What to produce:
Quote every line from the top of the listing down to and including the line that contains "pub use storage::Repositories;".

The data:
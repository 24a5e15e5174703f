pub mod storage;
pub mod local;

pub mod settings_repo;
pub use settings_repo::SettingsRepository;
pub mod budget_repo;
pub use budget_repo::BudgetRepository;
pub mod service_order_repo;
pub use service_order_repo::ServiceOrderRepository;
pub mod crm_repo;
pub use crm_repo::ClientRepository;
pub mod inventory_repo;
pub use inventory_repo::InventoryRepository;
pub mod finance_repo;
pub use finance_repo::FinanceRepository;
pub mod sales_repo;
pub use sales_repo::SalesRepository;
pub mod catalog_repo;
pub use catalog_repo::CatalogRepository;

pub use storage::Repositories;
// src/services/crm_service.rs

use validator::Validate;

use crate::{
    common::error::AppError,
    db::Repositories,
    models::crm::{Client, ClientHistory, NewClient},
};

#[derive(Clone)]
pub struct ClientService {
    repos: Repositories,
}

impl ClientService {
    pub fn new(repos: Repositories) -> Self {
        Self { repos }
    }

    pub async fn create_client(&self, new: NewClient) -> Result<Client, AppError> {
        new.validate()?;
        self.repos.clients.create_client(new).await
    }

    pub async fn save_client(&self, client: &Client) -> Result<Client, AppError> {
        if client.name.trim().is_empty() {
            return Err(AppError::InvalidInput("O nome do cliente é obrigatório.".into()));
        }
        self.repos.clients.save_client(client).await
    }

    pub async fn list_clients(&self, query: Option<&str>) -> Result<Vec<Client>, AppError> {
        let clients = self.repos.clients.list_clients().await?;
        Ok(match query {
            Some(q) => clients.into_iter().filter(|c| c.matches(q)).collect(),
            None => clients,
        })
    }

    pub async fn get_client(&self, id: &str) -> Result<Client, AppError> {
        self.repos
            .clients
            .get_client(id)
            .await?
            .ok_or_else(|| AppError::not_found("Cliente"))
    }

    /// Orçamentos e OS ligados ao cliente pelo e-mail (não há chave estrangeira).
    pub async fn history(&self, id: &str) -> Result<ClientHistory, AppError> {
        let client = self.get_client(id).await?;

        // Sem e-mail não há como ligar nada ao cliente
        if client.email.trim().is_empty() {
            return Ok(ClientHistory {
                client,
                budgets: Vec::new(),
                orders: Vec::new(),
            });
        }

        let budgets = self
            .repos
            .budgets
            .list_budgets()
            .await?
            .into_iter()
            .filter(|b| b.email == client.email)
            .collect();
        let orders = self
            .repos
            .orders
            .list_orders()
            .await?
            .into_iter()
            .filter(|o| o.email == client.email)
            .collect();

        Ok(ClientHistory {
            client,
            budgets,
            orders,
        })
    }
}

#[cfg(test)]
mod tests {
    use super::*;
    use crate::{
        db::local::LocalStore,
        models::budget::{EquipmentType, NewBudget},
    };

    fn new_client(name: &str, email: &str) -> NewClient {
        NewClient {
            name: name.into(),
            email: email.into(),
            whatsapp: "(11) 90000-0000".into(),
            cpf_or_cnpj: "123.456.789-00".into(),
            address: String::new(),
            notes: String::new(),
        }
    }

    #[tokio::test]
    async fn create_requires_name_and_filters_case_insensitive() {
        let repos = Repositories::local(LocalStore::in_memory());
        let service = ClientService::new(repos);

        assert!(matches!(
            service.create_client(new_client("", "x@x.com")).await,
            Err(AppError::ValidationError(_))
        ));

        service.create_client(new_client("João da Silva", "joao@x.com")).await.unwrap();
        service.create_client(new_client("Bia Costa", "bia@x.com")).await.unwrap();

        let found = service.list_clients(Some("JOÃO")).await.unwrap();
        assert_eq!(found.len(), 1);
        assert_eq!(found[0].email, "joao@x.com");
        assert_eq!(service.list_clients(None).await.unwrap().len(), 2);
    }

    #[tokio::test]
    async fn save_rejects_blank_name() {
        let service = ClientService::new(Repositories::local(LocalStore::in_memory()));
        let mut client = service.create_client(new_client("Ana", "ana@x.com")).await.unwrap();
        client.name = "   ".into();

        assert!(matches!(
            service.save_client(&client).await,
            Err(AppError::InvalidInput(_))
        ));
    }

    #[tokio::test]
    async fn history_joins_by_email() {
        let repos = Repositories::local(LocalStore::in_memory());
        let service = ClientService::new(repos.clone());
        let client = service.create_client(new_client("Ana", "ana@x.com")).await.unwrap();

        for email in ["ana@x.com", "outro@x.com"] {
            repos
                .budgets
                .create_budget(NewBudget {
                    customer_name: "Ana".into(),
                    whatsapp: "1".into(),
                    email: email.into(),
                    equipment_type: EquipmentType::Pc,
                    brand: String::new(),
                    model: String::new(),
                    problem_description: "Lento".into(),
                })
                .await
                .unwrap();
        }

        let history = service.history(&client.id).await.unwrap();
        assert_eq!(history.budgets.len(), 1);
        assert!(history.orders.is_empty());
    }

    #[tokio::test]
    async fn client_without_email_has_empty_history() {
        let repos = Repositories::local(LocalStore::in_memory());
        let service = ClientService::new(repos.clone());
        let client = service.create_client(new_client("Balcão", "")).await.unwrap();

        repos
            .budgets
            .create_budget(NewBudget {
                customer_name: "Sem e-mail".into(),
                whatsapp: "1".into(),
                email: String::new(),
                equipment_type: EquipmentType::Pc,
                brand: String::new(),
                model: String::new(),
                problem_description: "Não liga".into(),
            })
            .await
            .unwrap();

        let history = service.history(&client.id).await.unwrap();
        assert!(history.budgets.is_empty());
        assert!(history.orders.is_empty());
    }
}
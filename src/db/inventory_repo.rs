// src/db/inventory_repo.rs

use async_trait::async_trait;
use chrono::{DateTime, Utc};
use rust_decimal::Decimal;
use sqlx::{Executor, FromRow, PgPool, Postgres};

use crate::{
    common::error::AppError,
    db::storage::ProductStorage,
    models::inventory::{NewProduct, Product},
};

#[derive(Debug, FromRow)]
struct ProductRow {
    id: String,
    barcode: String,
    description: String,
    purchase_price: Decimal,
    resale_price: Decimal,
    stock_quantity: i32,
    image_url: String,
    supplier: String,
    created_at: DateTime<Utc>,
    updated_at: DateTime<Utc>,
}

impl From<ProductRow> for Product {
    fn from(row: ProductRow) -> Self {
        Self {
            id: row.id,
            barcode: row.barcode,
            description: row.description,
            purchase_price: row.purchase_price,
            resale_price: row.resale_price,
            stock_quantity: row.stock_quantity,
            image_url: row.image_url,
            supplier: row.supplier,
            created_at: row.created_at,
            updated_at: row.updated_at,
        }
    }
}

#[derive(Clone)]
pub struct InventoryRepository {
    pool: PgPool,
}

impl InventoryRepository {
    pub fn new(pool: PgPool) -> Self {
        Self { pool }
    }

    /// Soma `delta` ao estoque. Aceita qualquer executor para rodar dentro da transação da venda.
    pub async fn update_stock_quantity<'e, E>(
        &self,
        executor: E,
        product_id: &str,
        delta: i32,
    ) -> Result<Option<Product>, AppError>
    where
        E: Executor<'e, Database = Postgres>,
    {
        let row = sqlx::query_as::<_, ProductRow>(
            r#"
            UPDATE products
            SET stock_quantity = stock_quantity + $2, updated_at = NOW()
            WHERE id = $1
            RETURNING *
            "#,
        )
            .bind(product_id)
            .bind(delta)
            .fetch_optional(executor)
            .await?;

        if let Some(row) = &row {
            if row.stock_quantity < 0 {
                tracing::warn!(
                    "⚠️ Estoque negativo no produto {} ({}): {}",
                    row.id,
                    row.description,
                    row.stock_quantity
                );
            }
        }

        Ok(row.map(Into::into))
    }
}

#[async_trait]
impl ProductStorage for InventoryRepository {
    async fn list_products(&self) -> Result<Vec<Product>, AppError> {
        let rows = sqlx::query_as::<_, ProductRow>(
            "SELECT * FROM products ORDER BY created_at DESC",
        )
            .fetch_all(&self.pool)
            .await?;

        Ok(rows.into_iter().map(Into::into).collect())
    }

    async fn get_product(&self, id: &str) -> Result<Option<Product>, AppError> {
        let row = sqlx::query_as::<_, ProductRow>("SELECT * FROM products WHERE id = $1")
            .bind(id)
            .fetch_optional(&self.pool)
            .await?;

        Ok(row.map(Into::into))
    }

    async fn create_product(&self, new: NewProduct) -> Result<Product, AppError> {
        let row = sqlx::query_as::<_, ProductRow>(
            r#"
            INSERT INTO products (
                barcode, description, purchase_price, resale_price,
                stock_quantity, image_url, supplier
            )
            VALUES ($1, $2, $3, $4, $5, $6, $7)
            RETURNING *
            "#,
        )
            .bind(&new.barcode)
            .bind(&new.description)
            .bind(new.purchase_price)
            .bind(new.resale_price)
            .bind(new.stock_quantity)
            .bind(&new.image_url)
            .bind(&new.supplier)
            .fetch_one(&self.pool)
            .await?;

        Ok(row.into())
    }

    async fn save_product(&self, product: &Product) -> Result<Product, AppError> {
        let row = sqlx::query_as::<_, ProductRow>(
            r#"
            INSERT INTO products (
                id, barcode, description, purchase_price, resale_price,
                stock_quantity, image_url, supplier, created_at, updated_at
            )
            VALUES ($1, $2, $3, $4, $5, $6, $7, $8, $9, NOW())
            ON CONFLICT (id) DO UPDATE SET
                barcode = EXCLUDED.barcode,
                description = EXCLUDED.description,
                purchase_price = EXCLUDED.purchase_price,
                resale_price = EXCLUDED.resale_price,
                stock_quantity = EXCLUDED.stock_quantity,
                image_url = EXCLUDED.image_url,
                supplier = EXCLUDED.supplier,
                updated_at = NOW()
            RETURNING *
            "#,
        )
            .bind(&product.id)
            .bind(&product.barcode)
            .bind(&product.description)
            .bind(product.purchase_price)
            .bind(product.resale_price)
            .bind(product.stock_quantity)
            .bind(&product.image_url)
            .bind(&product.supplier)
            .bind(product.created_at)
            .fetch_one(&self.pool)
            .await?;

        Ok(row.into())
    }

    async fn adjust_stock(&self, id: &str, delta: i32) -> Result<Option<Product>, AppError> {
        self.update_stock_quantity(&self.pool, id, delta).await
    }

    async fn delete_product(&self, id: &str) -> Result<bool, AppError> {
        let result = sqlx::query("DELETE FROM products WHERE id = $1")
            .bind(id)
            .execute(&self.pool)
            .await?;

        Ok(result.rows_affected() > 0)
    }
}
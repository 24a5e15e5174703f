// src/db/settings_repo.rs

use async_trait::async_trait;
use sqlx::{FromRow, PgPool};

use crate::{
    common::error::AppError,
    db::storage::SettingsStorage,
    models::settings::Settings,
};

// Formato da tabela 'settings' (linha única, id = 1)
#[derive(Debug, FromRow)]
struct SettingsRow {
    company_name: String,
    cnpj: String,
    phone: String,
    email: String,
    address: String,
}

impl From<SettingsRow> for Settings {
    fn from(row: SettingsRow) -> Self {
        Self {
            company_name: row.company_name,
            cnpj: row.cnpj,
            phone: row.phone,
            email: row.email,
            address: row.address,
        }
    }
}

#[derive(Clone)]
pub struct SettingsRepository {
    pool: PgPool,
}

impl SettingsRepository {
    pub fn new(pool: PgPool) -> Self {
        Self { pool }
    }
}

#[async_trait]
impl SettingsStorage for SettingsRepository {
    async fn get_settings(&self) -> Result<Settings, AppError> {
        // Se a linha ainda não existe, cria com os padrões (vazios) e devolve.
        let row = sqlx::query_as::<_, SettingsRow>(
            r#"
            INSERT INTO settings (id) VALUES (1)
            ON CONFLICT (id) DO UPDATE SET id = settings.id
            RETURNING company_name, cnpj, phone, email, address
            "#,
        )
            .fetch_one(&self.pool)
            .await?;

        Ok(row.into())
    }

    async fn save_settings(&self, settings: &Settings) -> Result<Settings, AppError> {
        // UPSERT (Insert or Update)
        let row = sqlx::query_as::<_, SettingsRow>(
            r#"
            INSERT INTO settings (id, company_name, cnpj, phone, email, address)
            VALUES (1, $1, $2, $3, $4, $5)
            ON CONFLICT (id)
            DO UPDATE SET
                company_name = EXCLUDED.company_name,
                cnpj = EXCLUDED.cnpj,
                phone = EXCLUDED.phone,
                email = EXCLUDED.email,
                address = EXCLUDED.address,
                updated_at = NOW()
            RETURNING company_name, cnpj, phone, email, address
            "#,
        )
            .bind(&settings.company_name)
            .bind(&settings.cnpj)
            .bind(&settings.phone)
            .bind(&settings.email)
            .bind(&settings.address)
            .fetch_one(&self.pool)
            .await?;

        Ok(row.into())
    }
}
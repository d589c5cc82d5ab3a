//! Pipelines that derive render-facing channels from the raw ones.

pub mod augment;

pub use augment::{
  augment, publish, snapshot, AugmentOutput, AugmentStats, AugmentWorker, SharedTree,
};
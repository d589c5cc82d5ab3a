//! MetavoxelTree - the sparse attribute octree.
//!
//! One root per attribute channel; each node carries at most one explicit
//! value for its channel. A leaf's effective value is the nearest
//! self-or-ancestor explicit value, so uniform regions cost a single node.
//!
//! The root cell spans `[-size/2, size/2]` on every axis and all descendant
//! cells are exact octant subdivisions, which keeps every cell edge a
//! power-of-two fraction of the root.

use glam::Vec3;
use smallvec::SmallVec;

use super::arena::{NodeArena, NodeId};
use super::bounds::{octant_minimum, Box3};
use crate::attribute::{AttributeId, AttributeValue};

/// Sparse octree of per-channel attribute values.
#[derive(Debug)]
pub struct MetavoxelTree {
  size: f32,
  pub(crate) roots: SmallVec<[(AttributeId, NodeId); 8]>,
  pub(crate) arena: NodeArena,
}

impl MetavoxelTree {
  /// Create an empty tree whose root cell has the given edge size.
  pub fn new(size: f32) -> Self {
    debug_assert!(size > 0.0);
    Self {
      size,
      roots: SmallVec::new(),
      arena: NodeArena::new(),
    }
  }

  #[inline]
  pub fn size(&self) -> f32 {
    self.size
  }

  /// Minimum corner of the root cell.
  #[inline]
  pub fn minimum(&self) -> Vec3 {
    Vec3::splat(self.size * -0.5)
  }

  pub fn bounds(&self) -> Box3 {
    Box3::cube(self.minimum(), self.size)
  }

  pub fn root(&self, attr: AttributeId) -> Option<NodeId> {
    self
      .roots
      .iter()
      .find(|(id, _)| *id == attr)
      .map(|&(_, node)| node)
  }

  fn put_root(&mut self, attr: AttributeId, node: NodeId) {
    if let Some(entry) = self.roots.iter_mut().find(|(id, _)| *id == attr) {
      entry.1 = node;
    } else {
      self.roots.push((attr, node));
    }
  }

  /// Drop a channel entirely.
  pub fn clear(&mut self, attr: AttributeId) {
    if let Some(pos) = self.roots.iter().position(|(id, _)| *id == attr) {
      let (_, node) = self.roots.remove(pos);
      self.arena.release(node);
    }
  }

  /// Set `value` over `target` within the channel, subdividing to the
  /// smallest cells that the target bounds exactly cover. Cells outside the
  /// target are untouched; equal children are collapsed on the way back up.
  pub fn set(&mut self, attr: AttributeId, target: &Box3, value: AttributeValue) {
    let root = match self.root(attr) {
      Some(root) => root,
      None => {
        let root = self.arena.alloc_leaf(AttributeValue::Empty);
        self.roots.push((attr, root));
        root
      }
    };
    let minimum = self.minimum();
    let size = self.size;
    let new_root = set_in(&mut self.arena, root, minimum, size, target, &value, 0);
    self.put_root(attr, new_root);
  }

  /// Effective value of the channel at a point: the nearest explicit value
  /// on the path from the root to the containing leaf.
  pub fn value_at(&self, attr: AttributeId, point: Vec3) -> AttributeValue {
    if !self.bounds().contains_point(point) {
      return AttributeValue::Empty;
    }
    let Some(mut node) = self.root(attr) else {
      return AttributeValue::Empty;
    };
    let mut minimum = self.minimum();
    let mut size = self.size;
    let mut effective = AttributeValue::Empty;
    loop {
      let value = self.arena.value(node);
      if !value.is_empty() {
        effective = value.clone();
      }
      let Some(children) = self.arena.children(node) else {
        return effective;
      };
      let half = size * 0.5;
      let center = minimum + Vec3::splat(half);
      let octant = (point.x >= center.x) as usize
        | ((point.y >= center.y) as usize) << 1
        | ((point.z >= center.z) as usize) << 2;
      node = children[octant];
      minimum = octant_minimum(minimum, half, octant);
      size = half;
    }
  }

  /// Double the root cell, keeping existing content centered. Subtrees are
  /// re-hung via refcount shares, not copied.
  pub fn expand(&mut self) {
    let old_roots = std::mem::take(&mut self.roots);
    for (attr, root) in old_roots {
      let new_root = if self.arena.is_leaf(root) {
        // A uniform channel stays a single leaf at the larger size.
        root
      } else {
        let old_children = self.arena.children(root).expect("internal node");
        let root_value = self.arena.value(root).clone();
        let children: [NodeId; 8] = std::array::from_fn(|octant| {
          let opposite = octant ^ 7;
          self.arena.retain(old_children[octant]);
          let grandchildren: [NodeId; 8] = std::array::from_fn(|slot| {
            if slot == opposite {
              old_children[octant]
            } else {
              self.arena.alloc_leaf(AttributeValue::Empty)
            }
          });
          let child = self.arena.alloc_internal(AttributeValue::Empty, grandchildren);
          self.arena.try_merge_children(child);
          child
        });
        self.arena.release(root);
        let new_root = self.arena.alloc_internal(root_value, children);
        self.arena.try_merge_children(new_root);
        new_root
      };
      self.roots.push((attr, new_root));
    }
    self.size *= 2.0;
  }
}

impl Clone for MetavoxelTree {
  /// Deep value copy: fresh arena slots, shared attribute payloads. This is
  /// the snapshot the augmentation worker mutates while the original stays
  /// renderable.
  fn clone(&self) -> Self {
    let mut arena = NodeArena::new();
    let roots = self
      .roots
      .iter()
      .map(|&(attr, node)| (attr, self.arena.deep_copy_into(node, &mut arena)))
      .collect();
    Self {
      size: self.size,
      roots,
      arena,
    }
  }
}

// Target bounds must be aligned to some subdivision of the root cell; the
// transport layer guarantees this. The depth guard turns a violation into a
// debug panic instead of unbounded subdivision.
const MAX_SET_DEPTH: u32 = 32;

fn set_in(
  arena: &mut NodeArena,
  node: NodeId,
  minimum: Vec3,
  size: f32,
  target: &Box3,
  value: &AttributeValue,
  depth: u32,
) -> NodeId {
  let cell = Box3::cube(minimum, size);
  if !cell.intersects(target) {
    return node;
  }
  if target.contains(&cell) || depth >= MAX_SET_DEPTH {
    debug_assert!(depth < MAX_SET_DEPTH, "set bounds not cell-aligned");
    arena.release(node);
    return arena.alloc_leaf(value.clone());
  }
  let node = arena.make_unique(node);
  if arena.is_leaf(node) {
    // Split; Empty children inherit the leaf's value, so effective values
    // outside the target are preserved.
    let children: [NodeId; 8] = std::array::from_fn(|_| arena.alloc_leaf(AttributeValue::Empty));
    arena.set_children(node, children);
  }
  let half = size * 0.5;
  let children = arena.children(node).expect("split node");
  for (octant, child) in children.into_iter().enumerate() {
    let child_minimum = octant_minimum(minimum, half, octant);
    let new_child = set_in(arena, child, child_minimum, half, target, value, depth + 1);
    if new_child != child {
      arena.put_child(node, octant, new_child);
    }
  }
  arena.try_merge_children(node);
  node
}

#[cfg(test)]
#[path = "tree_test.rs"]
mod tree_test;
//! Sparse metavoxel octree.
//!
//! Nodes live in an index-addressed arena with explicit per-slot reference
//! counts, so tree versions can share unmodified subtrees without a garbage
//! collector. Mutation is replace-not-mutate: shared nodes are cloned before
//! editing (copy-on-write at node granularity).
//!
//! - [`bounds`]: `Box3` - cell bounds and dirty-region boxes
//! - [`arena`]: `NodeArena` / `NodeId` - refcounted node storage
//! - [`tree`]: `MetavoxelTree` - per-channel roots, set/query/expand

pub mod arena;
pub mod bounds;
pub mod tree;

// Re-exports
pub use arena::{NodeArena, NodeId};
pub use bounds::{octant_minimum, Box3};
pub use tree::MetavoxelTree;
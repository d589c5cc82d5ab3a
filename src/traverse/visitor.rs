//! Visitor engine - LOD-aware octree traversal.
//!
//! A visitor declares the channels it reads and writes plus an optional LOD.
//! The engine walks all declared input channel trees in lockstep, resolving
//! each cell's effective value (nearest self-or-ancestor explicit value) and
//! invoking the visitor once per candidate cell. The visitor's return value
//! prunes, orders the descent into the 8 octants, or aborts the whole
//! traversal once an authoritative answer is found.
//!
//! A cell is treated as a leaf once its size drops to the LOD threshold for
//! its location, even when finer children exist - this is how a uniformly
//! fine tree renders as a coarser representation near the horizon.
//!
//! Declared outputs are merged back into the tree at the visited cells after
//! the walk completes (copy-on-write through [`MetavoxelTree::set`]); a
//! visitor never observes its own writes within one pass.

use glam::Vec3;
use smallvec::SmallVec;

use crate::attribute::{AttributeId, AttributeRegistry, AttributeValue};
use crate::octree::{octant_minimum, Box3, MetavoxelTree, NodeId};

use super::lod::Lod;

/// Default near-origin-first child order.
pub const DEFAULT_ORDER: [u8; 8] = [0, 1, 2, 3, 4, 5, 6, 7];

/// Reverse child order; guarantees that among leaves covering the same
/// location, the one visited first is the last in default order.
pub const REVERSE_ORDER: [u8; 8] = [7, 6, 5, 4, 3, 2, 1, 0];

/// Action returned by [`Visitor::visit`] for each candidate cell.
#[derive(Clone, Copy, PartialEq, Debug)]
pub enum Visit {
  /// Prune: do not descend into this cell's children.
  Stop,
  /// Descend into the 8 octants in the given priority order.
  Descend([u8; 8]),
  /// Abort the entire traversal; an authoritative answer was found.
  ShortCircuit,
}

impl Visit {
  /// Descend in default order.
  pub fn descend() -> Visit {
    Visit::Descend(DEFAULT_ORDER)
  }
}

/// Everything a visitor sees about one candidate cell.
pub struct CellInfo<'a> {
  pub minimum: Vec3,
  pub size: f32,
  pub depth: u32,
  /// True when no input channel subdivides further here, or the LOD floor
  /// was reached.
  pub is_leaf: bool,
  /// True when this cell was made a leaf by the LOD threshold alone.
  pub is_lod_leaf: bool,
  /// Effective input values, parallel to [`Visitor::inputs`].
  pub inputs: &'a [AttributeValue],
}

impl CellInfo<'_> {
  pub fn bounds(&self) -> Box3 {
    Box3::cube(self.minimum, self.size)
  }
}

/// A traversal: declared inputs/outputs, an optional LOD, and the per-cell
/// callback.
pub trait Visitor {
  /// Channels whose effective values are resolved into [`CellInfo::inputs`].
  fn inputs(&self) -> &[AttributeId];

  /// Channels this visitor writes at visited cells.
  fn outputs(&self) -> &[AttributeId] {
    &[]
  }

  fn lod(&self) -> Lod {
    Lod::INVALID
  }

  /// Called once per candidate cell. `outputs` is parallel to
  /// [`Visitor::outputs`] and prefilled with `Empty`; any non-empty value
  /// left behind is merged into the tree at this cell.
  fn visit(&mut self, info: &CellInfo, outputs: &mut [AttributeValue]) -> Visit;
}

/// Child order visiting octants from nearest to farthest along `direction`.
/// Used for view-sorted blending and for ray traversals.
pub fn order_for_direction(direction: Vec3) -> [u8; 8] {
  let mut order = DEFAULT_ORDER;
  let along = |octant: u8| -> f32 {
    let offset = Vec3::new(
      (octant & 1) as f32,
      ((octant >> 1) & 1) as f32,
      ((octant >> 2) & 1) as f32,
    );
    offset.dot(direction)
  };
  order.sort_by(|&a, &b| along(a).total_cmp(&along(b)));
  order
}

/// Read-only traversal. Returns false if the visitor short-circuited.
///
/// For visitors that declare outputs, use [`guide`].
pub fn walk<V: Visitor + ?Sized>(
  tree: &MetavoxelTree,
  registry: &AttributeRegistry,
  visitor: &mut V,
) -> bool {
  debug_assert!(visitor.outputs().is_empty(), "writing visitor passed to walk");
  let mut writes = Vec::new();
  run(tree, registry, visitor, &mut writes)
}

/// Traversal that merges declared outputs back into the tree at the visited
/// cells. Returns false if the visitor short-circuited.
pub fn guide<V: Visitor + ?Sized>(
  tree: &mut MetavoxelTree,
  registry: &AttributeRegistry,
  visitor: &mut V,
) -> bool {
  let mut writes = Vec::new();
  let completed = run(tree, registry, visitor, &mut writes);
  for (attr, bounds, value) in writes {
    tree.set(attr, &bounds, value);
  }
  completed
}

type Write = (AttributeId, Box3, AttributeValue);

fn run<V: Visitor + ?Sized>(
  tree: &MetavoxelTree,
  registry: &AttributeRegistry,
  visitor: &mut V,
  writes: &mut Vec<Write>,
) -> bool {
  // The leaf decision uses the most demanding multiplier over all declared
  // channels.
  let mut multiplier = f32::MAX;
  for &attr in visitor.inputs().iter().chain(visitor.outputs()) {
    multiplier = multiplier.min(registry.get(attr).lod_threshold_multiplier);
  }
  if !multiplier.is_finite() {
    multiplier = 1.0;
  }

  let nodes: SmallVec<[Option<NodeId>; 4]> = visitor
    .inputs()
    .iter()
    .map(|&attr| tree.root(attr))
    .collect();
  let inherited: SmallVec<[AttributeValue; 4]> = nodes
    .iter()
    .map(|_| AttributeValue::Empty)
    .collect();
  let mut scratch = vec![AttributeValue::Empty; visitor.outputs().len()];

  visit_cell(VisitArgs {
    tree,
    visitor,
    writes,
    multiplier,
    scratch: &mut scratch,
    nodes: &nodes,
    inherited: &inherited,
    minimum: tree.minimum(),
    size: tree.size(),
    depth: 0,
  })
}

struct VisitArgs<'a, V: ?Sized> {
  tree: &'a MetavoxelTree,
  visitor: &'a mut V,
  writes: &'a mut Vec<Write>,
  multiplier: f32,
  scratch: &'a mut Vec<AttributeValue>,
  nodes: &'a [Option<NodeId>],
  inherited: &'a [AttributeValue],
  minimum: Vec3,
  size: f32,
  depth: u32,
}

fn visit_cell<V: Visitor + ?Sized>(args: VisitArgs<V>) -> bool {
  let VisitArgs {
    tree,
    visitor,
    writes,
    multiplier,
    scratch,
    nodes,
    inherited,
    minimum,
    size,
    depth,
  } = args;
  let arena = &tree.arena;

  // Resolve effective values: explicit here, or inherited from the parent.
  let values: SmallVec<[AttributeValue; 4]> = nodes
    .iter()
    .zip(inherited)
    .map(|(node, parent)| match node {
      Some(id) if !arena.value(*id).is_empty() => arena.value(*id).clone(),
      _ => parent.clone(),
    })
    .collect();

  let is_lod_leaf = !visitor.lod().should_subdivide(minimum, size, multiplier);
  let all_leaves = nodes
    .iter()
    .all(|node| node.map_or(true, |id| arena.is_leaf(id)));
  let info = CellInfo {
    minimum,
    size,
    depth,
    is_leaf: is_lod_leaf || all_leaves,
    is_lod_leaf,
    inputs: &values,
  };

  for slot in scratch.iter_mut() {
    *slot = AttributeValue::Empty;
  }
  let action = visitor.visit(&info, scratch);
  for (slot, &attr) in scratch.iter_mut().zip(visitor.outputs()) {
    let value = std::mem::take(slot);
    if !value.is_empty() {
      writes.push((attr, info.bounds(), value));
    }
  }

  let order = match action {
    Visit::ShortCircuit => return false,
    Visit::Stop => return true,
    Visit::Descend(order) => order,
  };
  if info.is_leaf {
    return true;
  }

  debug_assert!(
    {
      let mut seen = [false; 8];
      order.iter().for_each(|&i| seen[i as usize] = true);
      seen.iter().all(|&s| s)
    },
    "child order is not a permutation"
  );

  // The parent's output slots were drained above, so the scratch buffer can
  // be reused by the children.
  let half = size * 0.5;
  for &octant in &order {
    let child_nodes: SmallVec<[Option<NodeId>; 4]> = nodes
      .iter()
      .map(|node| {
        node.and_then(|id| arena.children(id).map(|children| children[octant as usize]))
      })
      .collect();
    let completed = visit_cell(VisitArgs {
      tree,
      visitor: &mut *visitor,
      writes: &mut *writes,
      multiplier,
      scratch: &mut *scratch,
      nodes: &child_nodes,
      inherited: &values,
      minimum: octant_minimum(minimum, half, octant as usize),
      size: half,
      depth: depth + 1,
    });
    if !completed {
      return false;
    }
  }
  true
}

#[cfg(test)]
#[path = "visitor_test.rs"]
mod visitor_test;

Answer section:
repository 24a5e15e5174703f
pub mod storage;
pub mod local;

pub mod settings_repo;
pub use settings_repo::SettingsRepository;
pub mod budget_repo;
pub use budget_repo::BudgetRepository;
pub mod service_order_repo;
pub use service_order_repo::ServiceOrderRepository;
pub mod crm_repo;
pub use crm_repo::ClientRepository;
pub mod inventory_repo;
pub use inventory_repo::InventoryRepository;
pub mod finance_repo;
pub use finance_repo::FinanceRepository;
pub mod sales_repo;
pub use sales_repo::SalesRepository;
pub mod catalog_repo;
pub use catalog_repo::CatalogRepository;

pub use storage::Repositories;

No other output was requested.